There seems to be some overlap between the task execution role and the EC2 instance role.

I am hopeful that I do not need to grant this role access to secrets to use secrets in my container. I think secrets this role may need would be related to pulling containers from private non-AWS container registries but not sure.

Where the roles appear in the batch console:

When you create an EC2 Compute environment, the batch service role and instance role appear on step one.

If you don’t create the above roles they are created for you. Note the policy considerations in my prior posts.

You connect a job queue to a compute environment.

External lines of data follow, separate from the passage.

//! Single-flight job scheduling.
//!
//! `state` holds the pure state machine, `job` the value types it moves
//! around, and `runner` the execution procedure for one job.

pub mod job;
pub mod runner;
pub mod state;

pub use job::{AccountSlot, Destination, Job, Requester, Resource};
pub use runner::{ArtifactGuard, Delivery, JobContext, JobRunner};
pub use state::{
    ActiveJob, DisconnectPolicy, Disposition, Effect, PendingChoice, Phase, Scheduler, Step,
};
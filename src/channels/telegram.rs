//! Telegram channel. Long-polls the Bot API for updates.
//!
//! The poll loop doubles as the session's reconnect loop: a failed poll
//! emits `Disconnected { recoverable: true }` once and retries with an
//! exponential backoff, a successful poll after that emits `Connected`
//! again, and a 401 from the Bot API is treated as a terminal logout.

use std::path::{Path, PathBuf};
use std::time::Duration;

use async_trait::async_trait;
use secrecy::{ExposeSecret, SecretString};
use serde_json::Value;
use tokio::sync::mpsc::UnboundedSender;

use crate::channels::{
    Attachment, AttachmentKind, Channel, EventStream, IncomingMessage, TransportEvent,
};
use crate::error::ChannelError;

/// Maximum message length for Telegram's sendMessage API.
const TELEGRAM_MAX_MESSAGE_LENGTH: usize = 4096;

const API_BASE: &str = "https://api.telegram.org";

/// Telegram channel, connected to the Bot API via long-polling.
pub struct TelegramChannel {
    bot_token: SecretString,
    client: reqwest::Client,
    initial_backoff: Duration,
    max_backoff: Duration,
}

impl TelegramChannel {
    pub fn new(bot_token: SecretString) -> Self {
        Self {
            bot_token,
            client: reqwest::Client::new(),
            initial_backoff: Duration::from_secs(5),
            max_backoff: Duration::from_secs(60),
        }
    }

    /// Override the reconnect backoff window.
    pub fn with_backoff(mut self, initial: Duration, max: Duration) -> Self {
        self.initial_backoff = initial;
        self.max_backoff = max.max(initial);
        self
    }

    fn api_url(&self, method: &str) -> String {
        api_url(self.bot_token.expose_secret(), method)
    }

    /// Send a text message, trying Markdown first with plain text fallback.
    /// Splits long messages that exceed Telegram's 4096 char limit.
    async fn send_message(&self, chat_id: &str, text: &str) -> Result<(), ChannelError> {
        let chunks = split_message(text, TELEGRAM_MAX_MESSAGE_LENGTH);

        for chunk in &chunks {
            self.send_message_chunk(chat_id, chunk).await?;
        }
        Ok(())
    }

    /// Send a single message chunk (≤4096 chars), Markdown-first with fallback.
    async fn send_message_chunk(&self, chat_id: &str, text: &str) -> Result<(), ChannelError> {
        let markdown_body = serde_json::json!({
            "chat_id": chat_id,
            "text": text,
            "parse_mode": "Markdown"
        });

        let markdown_resp = self
            .client
            .post(self.api_url("sendMessage"))
            .json(&markdown_body)
            .send()
            .await
            .map_err(|e| send_failed(e.to_string()))?;

        if markdown_resp.status().is_success() {
            return Ok(());
        }

        let markdown_status = markdown_resp.status();
        tracing::warn!(
            status = ?markdown_status,
            "Telegram sendMessage with Markdown failed; retrying without parse_mode"
        );

        let plain_body = serde_json::json!({
            "chat_id": chat_id,
            "text": text,
        });
        let plain_resp = self
            .client
            .post(self.api_url("sendMessage"))
            .json(&plain_body)
            .send()
            .await
            .map_err(|e| send_failed(e.to_string()))?;

        if !plain_resp.status().is_success() {
            let plain_err = plain_resp.text().await.unwrap_or_default();
            return Err(send_failed(format!(
                "sendMessage failed (markdown: {}, plain: {})",
                markdown_status, plain_err
            )));
        }

        Ok(())
    }

    /// Resolve a `file_id` to a downloadable path on Telegram's file server.
    async fn resolve_file_path(&self, file_id: &str) -> Result<String, ChannelError> {
        let resp = self
            .client
            .post(self.api_url("getFile"))
            .json(&serde_json::json!({ "file_id": file_id }))
            .send()
            .await
            .map_err(|e| download_failed(e.to_string()))?;

        if !resp.status().is_success() {
            return Err(download_failed(format!("getFile returned {}", resp.status())));
        }

        let data: Value = resp
            .json()
            .await
            .map_err(|e| download_failed(e.to_string()))?;

        data.get("result")
            .and_then(|r| r.get("file_path"))
            .and_then(Value::as_str)
            .map(String::from)
            .ok_or_else(|| download_failed("getFile response has no file_path".into()))
    }
}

The job role and execution role are added to a job definition on step 2:

If you don’t add any role they are empty in the job definition configuration so these roles are not automatically created:

Single CloudFormation Template for Service Roles:

All of the service roles above can be deployed with the service role template I modified in the last post to include the confused deputy prevention code.

I will need to add the additional condition restrictions as recommended in the documentation if what I added is not sufficient.

As noted, I can also be more specific after reviewing the requests to only allow specific ARNs in the trust policies.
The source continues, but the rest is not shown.